The traditional moral teaching of Pope Francis
In the wake of Pope Francis making Bishop McElroy a cardinal, I have seen many commentators say—I think rightly—that McElroy was chosen because of how much his pastoral and theological priorities line up with the pope’s.
However, this news has also sparked old questions and concerns about Francis’s document, Amoris Laetitia, because Bishop McElroy has been a supporter of that teaching.
The heart of Francis’s moral teaching in Amoris Laetitia is that while some actions are gravely, even intrinsically, evil, an individual is not always culpable for that action.
Two years ago I published an essay in Homiletic & Pastoral Review that explored this teaching through the lens of the kerygma and theosis.
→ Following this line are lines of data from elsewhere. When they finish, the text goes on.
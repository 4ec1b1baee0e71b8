//! Wires the bus, scheduler, subagents, agent loop and channels together.

use std::sync::Arc;
use std::time::Duration;

use anyhow::Context;
use tokio::task::JoinHandle;
use tokio_util::sync::CancellationToken;
use tracing::{info, warn};

use tidebot_bus::{ChannelManager, ChannelPlugin, MessageBus};
use tidebot_config::TidebotConfig;
use tidebot_cron::{CronService, CronServiceConfig, JobHandler};
use tidebot_tools::tools::{cron::CronTool, message::MessageTool};
use tidebot_tools::{ToolRegistry, create_builtin_tools};

use crate::agent_loop::AgentLoop;
use crate::cron_handler::BusJobHandler;
use crate::llm::{ChatOptions, LlmProvider};
use crate::subagent::SubagentManager;
use crate::tools::spawn::SpawnTool;

/// A fully wired assistant. Nothing runs until [`start`](Self::start).
pub struct Runtime {
    pub bus: Arc<MessageBus>,
    pub cron: CronService,
    pub subagents: Arc<SubagentManager>,
    pub agent: Arc<AgentLoop>,
    pub channels: ChannelManager,
    shutdown: CancellationToken,
    tasks: Vec<JoinHandle<()>>,
}

impl Runtime {
    /// Build every component from config. Must be called inside a tokio
    /// runtime because the scheduler task is spawned here.
    pub fn build(config: &TidebotConfig, provider: Arc<dyn LlmProvider>) -> anyhow::Result<Self> {
        let workspace = config.workspace_path()?;
        std::fs::create_dir_all(&workspace)
            .with_context(|| format!("creating workspace {}", workspace.display()))?;

        let shutdown = CancellationToken::new();
        let bus = Arc::new(MessageBus::new());

        let handler: Arc<dyn JobHandler> = Arc::new(BusJobHandler::new(bus.clone()));
        let heartbeat_interval = config
            .heartbeat
            .enabled
            .then(|| Duration::from_secs(config.heartbeat.interval_secs.max(1)));
        let cron = CronService::spawn(
            CronServiceConfig {
                store_path: config.cron_store_path()?,
                workspace: Some(workspace.clone()),
                heartbeat_interval,
            },
            Some(handler),
            shutdown.child_token(),
        );

        let options = ChatOptions::from_settings(&config.agent);
        let subagents = Arc::new(SubagentManager::new(
            provider.clone(),
            bus.clone(),
            workspace.clone(),
            config.tools.clone(),
            options,
        ));

        let mut tools = ToolRegistry::new();
        for tool in create_builtin_tools(workspace.clone(), &config.tools) {
            tools.register(tool);
        }
        tools.register(Arc::new(MessageTool::new(bus.clone())));
        tools.register(Arc::new(SpawnTool::new(subagents.clone())));
        tools.register(Arc::new(CronTool::new(cron.clone())));

        let agent = Arc::new(AgentLoop::new(
            bus.clone(),
            provider,
            tools,
            &config.agent,
            workspace,
        ));
        let channels = ChannelManager::new(bus.clone());

        Ok(Self {
            bus,
            cron,
            subagents,
            agent,
            channels,
            shutdown,
            tasks: Vec::new(),
        })
    }

    pub async fn add_channel(&self, channel: Arc<dyn ChannelPlugin>) {
        self.channels.register(channel).await;
    }

    /// Start the outbound dispatcher, the scheduler, the agent loop and every
    /// registered channel.
    pub async fn start(&mut self) -> anyhow::Result<()> {
        self.tasks.push(tokio::spawn(self.bus.clone().dispatch_outbound()));

        self.cron.start().await?;

        let agent = self.agent.clone();
        let shutdown = self.shutdown.clone();
        self.tasks
            .push(tokio::spawn(async move { agent.run(shutdown).await }));

        self.channels.start_all().await;
        info!("Runtime started");
        Ok(())
    }

    /// Token that stops the runtime when cancelled.
    pub fn shutdown_token(&self) -> CancellationToken {
        self.shutdown.clone()
    }

    /// Stop channels, subagents, the scheduler and the background loops.
    pub async fn shutdown(mut self) {
        info!("Shutting down runtime");
        self.channels.stop_all().await;
        self.subagents.cancel_all().await;
        if let Err(e) = self.cron.stop().await {
            warn!("Failed to stop cron service: {e}");
        }
        self.shutdown.cancel();
        self.bus.stop();

        for task in self.tasks.drain(..) {
            if let Err(e) = task.await {
                warn!("Runtime task ended abnormally: {e}");
            }
        }
        info!("Runtime stopped");
    }
}
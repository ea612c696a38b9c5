//! Serving glue: binds the application to a TCP listener.
//!
//! The transport is an external collaborator: raw HTTP is parsed by
//! `hyper`, one connection per spawned task, and each decoded request is
//! handed to [`App::handle`]. Nothing in here touches routing or dispatch.

use crate::app::App;
use crate::body::boxed_body;
use hyper::body::Incoming;
use hyper::server::conn::http1;
use hyper::service::service_fn;
use hyper_util::rt::TokioIo;
use std::convert::Infallible;
use std::net::{SocketAddr, ToSocketAddrs};
use std::sync::Arc;
use thiserror::Error;
use tokio::net::TcpListener;
use tracing::{Level, error, info, warn};
use tracing_subscriber::FmtSubscriber;

pub struct ServerBuilder {
    app: Option<App>,
    address: Option<Vec<SocketAddr>>,
}

impl ServerBuilder {
    fn new() -> Self {
        Self { app: None, address: None }
    }

    pub fn address<A: ToSocketAddrs>(mut self, address: A) -> Self {
        self.address = address.to_socket_addrs().ok().map(|addrs| addrs.collect());
        self
    }

    pub fn app(mut self, app: App) -> Self {
        self.app = Some(app);
        self
    }

    pub fn build(self) -> Result<Server, ServerBuildError> {
        let app = self.app.ok_or(ServerBuildError::MissingApp)?;
        let address = self.address.ok_or(ServerBuildError::MissingAddress)?;
        Ok(Server { app: Arc::new(app), address })
    }
}

#[derive(Error, Debug)]
pub enum ServerBuildError {
    #[error("app must be set")]
    MissingApp,
    #[error("address must be set")]
    MissingAddress,
}

pub struct Server {
    app: Arc<App>,
    address: Vec<SocketAddr>,
}

impl Server {
    pub fn builder() -> ServerBuilder {
        ServerBuilder::new()
    }

    pub async fn start(self) {
        let subscriber = FmtSubscriber::builder().with_max_level(Level::INFO).finish();
        tracing::subscriber::set_global_default(subscriber).expect("setting default subscriber failed");

        info!("start listening at {:?}", self.address);
        let tcp_listener = match TcpListener::bind(self.address.as_slice()).await {
            Ok(tcp_listener) => tcp_listener,
            Err(e) => {
                error!(cause = %e, "bind server error");
                return;
            }
        };

        loop {
            let (tcp_stream, _remote_addr) = match tcp_listener.accept().await {
                Ok(stream_and_addr) => stream_and_addr,
                Err(e) => {
                    warn!(cause = %e, "failed to accept");
                    continue;
                }
            };

            let app = Arc::clone(&self.app);

            tokio::spawn(async move {
                let io = TokioIo::new(tcp_stream);
                let service = service_fn(move |request: http::Request<Incoming>| {
                    let app = Arc::clone(&app);
                    async move {
                        let request = request.map(boxed_body);
                        Ok::<_, Infallible>(app.handle(request).await)
                    }
                });

                if let Err(e) = http1::Builder::new().serve_connection(io, service).await {
                    error!("connection has error, cause {}, connection shutdown", e);
                }
            });
        }
    }
}
use super::pattern::PatternCompiler;
use super::route::{MethodSet, Route, join_paths};
use crate::handler::Handler;
use std::sync::Arc;

/// An ordered, prefixable, mountable group of routes.
///
/// Insertion order is match-priority order. Mounted child collections keep
/// their position in the sequence: at freeze the child's flattened routes
/// are spliced in exactly where the child was mounted.
///
/// Freezing is depth-first and idempotent. Once frozen, the collection is a
/// flat, ordered, immutable route table and every mutator panics.
pub struct RouteCollection {
    prefix: String,
    entries: Vec<Entry>,
    frozen: bool,
    flattened: Vec<Arc<Route>>,
}

enum Entry {
    Route(Route),
    Collection(RouteCollection),
}

impl RouteCollection {
    pub fn new() -> Self {
        Self { prefix: String::new(), entries: Vec::new(), frozen: false, flattened: Vec::new() }
    }

    /// The path prefix, final once the owning collection has frozen.
    pub fn prefix(&self) -> &str {
        &self.prefix
    }

    pub fn is_frozen(&self) -> bool {
        self.frozen
    }

    /// Number of routes registered directly on this collection.
    pub fn route_count(&self) -> usize {
        self.entries.iter().filter(|entry| matches!(entry, Entry::Route(_))).count()
    }

    /// Appends a pre-built route.
    pub fn add_route(&mut self, route: Route) -> &mut Route {
        self.assert_unfrozen();
        self.entries.push(Entry::Route(route));
        match self.entries.last_mut() {
            Some(Entry::Route(route)) => route,
            _ => unreachable!("just pushed a route entry"),
        }
    }

    fn route(&mut self, path: &str, methods: MethodSet, passthrough: bool, handler: Box<dyn Handler>) -> &mut Route {
        let mut route = Route::with_methods(path, methods, passthrough);
        route.add_handler(handler);
        self.add_route(route)
    }

    /// Appends a route accepting any method.
    pub fn all(&mut self, path: &str, handler: impl Handler + 'static) -> &mut Route {
        self.route(path, MethodSet::Any, false, Box::new(handler))
    }

    /// Appends a passthrough (middleware) route: it matches `path` as a
    /// prefix and never terminates matching by itself.
    pub fn middleware(&mut self, path: &str, handler: impl Handler + 'static) -> &mut Route {
        self.route(path, MethodSet::Any, true, Box::new(handler))
    }

    /// Mounts `child` under `prefix`, deferring prefix resolution until
    /// freeze. Taking the child by value, a collection can only ever be
    /// mounted once.
    pub fn mount(&mut self, prefix: impl Into<String>, mut child: RouteCollection) {
        self.assert_unfrozen();
        assert!(!child.frozen, "cannot mount a frozen route collection");
        child.prefix = join_paths(&prefix.into(), &child.prefix);
        self.entries.push(Entry::Collection(child));
    }

    /// Freezes depth-first and returns the flat, ordered route table.
    ///
    /// Children resolve their full prefix and freeze before their routes
    /// are spliced into the parent's table. Calling this twice returns the
    /// cached table without recompiling anything.
    pub(crate) fn freeze(&mut self, compiler: &PatternCompiler) -> Vec<Arc<Route>> {
        if self.frozen {
            return self.flattened.clone();
        }
        self.frozen = true;

        let prefix = self.prefix.clone();
        let mut flattened = Vec::new();
        for entry in std::mem::take(&mut self.entries) {
            match entry {
                Entry::Route(mut route) => {
                    route.apply_prefix(&prefix);
                    route.freeze(compiler);
                    flattened.push(Arc::new(route));
                }
                Entry::Collection(mut child) => {
                    child.prefix = join_paths(&prefix, &child.prefix);
                    flattened.extend(child.freeze(compiler));
                }
            }
        }
        self.flattened = flattened.clone();
        flattened
    }

    fn assert_unfrozen(&self) {
        assert!(!self.frozen, "route collection is frozen: routes must be declared before the application boots");
    }
}

impl Default for RouteCollection {
    fn default() -> Self {
        Self::new()
    }
}

macro_rules! method_route {
    ($method:ident, $method_name:literal) => {
        #[doc = concat!("Appends a `", $method_name, "` route; handlers run in registration order.")]
        pub fn $method(&mut self, path: &str, handler: impl Handler + 'static) -> &mut Route {
            self.route(path, MethodSet::from_names(&[$method_name]), false, Box::new(handler))
        }
    };
}

impl RouteCollection {
    method_route!(get, "GET");
    method_route!(post, "POST");
    method_route!(put, "PUT");
    method_route!(delete, "DELETE");
}
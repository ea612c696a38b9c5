//! Route declaration, compilation and matching.
//!
//! Routes are declared on a [`RouteCollection`] (usually through the
//! [`App`](crate::App) façade), compiled by the [`PatternCompiler`] when the
//! collection freezes, and matched by the [`RequestMatcher`] afterwards.

mod collection;
mod matcher;
mod pattern;
mod route;

pub use collection::RouteCollection;
pub use matcher::RequestMatcher;
pub use pattern::{CompiledPattern, PatternCompiler, PatternError};
pub use route::Route;
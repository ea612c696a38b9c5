//! trestle is a minimalist web routing framework.
//!
//! Incoming requests are matched against an ordered table of regex-compiled
//! routes; matched routes form a middleware chain driven by an explicit
//! [`Next`] continuation, and handler arguments are resolved by type from a
//! hierarchy of [`Injector`]s, so any async function whose parameters are
//! injectable can serve as a handler, middleware or path-variable converter.
//!
//! ```no_run
//! use std::sync::Arc;
//! use trestle::{App, Context, HandleError, Next, Server, handler_fn};
//!
//! async fn log_requests(ctx: Arc<Context>, next: Next) -> Result<(), HandleError> {
//!     tracing::info!(path = ctx.path(), "incoming request");
//!     next.proceed().await
//! }
//!
//! async fn greet(ctx: Arc<Context>) -> String {
//!     format!("Hello {}", ctx.request_var("name").unwrap_or_default())
//! }
//!
//! #[tokio::main]
//! async fn main() {
//!     let mut app = App::new();
//!     app.middleware("/", handler_fn(log_requests));
//!     app.get("/hello/:name", handler_fn(greet));
//!
//!     Server::builder()
//!         .app(app)
//!         .address("127.0.0.1:8080")
//!         .build()
//!         .unwrap()
//!         .start()
//!         .await;
//! }
//! ```

mod app;
mod body;
mod context;
mod dispatcher;
mod error;
mod fn_trait;
mod handler;
mod injector;
mod responder;
mod response;
mod server;

pub mod routing;

pub use app::App;
pub use body::{OptionReqBody, ReqBody, ResponseBody, boxed_body, empty_body, full_body};
pub use context::{Context, RawVar};
pub use dispatcher::Next;
pub use error::{BoxError, HandleError};
pub use fn_trait::FnTrait;
pub use handler::{FnHandler, Handler, handler_fn};
pub use injector::{Inject, InjectError, Injector};
pub use responder::{Json, Responder};
pub use response::ResponseWriter;
pub use routing::{PatternCompiler, Route, RouteCollection};
pub use server::Server;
I explained how Pope Francis’s presentation of pastoral accompaniment and the law of gradualism is both deeply traditional and immensely practical.
Here’s an excerpt:
In other words, someone may fail to keep the commandments, regularly break them (e.g., an addict), or even live in an objective state of grave matter (e.g., living in an irregular marriage) and still have sanctifying grace and be progressing in holiness if they are not subjectively culpable of a mortal sin. It is entirely possible that the circumstances of a person’s life can limit their freedom to follow the moral law even if they know the moral law.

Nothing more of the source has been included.